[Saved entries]
________________________
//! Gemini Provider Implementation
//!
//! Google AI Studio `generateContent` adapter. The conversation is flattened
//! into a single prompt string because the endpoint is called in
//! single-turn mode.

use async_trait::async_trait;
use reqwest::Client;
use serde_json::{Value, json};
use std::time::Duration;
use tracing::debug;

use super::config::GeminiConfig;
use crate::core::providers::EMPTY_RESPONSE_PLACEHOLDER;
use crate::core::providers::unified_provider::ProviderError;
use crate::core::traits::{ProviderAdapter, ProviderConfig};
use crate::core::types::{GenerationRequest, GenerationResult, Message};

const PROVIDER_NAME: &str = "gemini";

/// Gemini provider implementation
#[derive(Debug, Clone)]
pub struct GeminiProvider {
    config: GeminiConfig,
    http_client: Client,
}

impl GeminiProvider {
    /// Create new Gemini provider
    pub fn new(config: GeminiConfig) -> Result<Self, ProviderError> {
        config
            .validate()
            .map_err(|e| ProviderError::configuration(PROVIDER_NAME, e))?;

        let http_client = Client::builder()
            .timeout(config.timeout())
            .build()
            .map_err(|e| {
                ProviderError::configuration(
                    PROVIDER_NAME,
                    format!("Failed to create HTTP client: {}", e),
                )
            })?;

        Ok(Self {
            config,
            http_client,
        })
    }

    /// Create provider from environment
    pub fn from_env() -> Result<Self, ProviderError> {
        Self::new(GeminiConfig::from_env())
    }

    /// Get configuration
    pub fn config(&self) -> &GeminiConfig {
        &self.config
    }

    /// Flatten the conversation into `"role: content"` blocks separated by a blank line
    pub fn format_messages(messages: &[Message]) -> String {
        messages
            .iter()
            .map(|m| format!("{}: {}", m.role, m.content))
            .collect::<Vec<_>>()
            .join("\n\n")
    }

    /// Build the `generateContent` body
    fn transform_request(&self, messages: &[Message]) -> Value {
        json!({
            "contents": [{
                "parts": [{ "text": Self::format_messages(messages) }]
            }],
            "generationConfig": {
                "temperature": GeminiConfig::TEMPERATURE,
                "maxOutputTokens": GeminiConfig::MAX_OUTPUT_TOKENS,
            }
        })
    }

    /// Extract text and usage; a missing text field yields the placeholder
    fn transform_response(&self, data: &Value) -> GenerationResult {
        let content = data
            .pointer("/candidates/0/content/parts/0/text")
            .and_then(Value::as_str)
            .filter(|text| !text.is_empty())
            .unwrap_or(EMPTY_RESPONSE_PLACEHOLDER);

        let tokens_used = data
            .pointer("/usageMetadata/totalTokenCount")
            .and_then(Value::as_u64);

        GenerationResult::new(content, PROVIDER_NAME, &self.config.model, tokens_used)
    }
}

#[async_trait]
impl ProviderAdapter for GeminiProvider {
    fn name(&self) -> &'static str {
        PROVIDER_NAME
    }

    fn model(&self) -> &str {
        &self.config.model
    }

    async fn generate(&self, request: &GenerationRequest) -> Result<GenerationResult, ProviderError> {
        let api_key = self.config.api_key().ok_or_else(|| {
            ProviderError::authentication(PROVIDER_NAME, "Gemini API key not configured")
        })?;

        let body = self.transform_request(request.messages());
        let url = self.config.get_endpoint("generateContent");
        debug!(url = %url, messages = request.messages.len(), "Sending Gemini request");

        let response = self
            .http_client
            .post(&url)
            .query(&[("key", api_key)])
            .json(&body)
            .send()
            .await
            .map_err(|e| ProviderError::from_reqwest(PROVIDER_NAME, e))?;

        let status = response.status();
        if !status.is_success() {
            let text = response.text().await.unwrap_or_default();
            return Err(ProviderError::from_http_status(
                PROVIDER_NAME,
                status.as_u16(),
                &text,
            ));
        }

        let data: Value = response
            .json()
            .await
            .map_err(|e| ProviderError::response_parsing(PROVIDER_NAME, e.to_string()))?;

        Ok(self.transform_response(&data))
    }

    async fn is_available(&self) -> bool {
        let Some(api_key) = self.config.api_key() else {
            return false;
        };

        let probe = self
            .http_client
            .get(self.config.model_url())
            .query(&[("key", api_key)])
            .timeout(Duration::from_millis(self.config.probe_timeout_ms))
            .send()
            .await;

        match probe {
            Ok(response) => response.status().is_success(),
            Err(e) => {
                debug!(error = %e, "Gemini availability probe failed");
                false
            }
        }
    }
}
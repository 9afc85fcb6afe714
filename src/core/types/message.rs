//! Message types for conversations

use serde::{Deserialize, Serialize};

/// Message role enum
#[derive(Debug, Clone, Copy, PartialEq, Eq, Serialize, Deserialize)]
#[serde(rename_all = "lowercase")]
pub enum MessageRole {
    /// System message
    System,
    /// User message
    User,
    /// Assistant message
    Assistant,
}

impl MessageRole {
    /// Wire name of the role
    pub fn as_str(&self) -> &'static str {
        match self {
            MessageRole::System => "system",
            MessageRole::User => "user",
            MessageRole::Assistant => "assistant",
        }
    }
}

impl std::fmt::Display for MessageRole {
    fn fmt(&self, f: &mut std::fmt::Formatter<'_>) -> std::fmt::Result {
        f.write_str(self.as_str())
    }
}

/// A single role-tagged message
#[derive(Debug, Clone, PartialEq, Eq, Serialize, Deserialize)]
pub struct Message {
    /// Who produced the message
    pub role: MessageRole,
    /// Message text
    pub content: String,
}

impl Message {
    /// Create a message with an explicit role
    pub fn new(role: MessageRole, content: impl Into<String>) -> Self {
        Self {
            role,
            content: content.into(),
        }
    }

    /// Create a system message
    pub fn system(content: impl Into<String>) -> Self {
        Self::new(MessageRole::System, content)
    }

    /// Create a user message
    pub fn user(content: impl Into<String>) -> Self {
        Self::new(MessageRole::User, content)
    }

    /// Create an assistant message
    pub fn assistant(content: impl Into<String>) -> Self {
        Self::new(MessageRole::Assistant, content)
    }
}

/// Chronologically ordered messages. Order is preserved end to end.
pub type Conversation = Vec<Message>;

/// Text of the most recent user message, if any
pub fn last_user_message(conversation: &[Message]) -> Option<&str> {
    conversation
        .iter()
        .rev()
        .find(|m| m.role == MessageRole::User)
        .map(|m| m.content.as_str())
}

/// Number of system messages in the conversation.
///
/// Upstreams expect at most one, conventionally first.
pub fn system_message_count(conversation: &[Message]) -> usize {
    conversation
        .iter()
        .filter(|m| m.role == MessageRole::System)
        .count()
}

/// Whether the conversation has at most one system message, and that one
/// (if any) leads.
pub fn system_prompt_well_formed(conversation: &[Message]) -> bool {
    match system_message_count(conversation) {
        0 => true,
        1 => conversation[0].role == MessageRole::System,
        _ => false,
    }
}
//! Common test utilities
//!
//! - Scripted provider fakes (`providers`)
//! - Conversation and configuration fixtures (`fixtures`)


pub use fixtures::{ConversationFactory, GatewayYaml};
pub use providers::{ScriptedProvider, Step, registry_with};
________________________
▶ _WHAT YOU NEED TO DO_: One number only, please: the count of lines in the data that hold the word "configuration".

▶ _EXPECTED ANSWER_: 4